§ **Activity**: Return, word for word, only the lines of the data below that lie between the line with "pub struct ServerConfig" and the line with "pub fn load(config_file: Option<&str>)", those two lines included.

Stored data entries
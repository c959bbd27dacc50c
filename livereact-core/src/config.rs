use config::{Config as ConfigBuilder, ConfigError, Environment, File};
use serde::{Deserialize, Serialize};
use std::path::Path;

/// Application configuration
#[derive(Debug, Clone, Default, Serialize, Deserialize)]
#[serde(default)]
pub struct Config {
    pub server: ServerConfig,
    pub logging: LoggingConfig,
    pub websocket: WebSocketConfig,
}

#[derive(Debug, Clone, Serialize, Deserialize)]
#[serde(default)]
pub struct ServerConfig {
    pub host: String,
    pub http_port: u16,
}

impl Default for ServerConfig {
    fn default() -> Self {
        Self {
            host: "0.0.0.0".to_string(),
            http_port: 8080,
        }
    }
}

#[derive(Debug, Clone, Serialize, Deserialize)]
#[serde(default)]
pub struct LoggingConfig {
    /// Log level: trace, debug, info, warn, error
    pub level: String,
    /// Output format: "json" (production) or "pretty" (development)
    pub format: String,
    /// Optional log file path (logs to stdout if unset)
    pub file_path: Option<String>,
}

impl Default for LoggingConfig {
    fn default() -> Self {
        Self {
            level: "info".to_string(),
            format: "pretty".to_string(),
            file_path: None,
        }
    }
}

#[derive(Debug, Clone, Serialize, Deserialize)]
#[serde(default)]
pub struct WebSocketConfig {
    /// Capacity of each connection's bounded outbound queue; broadcast drops
    /// frames for a viewer whose queue is full
    pub send_queue_capacity: usize,
    /// Maximum accepted inbound frame size in bytes
    pub max_message_size: usize,
}

impl Default for WebSocketConfig {
    fn default() -> Self {
        Self {
            send_queue_capacity: 64,
            max_message_size: 16 * 1024,
        }
    }
}

impl Config {
    /// Load configuration from multiple sources with priority:
    /// 1. Environment variables (highest priority)
    /// 2. Config file (if provided)
    /// 3. Defaults (lowest priority)
    pub fn load(config_file: Option<&str>) -> Result<Self, ConfigError> {
        let mut builder = ConfigBuilder::builder();

        if let Some(path) = config_file {
            if Path::new(path).exists() {
                builder = builder.add_source(File::with_name(path));
            }
        }

        // Override with environment variables (LIVEREACT_SERVER_HOST, etc.)
        builder = builder.add_source(
            Environment::with_prefix("LIVEREACT")
                .separator("_")
                .try_parsing(true),
        );

        let config = builder.build()?;
        config.try_deserialize()
    }

    /// Load from environment variables only (for Docker/K8s)
    pub fn from_env() -> Result<Self, ConfigError> {
        Self::load(None)
    }

    /// Get HTTP address
    #[must_use]
    pub fn http_address(&self) -> String {
        format!("{}:{}", self.server.host, self.server.http_port)
    }
}

#[cfg(test)]
mod tests {
    use super::*;

    #[test]
    fn test_default_config() {
        let config = Config::default();
        assert_eq!(config.http_address(), "0.0.0.0:8080");
        assert_eq!(config.websocket.send_queue_capacity, 64);
        assert_eq!(config.logging.level, "info");
    }
}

§ **Answer area**:
pub struct ServerConfig {
    pub host: String,
    pub http_port: u16,
}

impl Default for ServerConfig {
    fn default() -> Self {
        Self {
            host: "0.0.0.0".to_string(),
            http_port: 8080,
        }
    }
}

#[derive(Debug, Clone, Serialize, Deserialize)]
#[serde(default)]
pub struct LoggingConfig {
    /// Log level: trace, debug, info, warn, error
    pub level: String,
    /// Output format: "json" (production) or "pretty" (development)
    pub format: String,
    /// Optional log file path (logs to stdout if unset)
    pub file_path: Option<String>,
}

impl Default for LoggingConfig {
    fn default() -> Self {
        Self {
            level: "info".to_string(),
            format: "pretty".to_string(),
            file_path: None,
        }
    }
}

#[derive(Debug, Clone, Serialize, Deserialize)]
#[serde(default)]
pub struct WebSocketConfig {
    /// Capacity of each connection's bounded outbound queue; broadcast drops
    /// frames for a viewer whose queue is full
    pub send_queue_capacity: usize,
    /// Maximum accepted inbound frame size in bytes
    pub max_message_size: usize,
}

impl Default for WebSocketConfig {
    fn default() -> Self {
        Self {
            send_queue_capacity: 64,
            max_message_size: 16 * 1024,
        }
    }
}

impl Config {
    /// Load configuration from multiple sources with priority:
    /// 1. Environment variables (highest priority)
    /// 2. Config file (if provided)
    /// 3. Defaults (lowest priority)
    pub fn load(config_file: Option<&str>) -> Result<Self, ConfigError> {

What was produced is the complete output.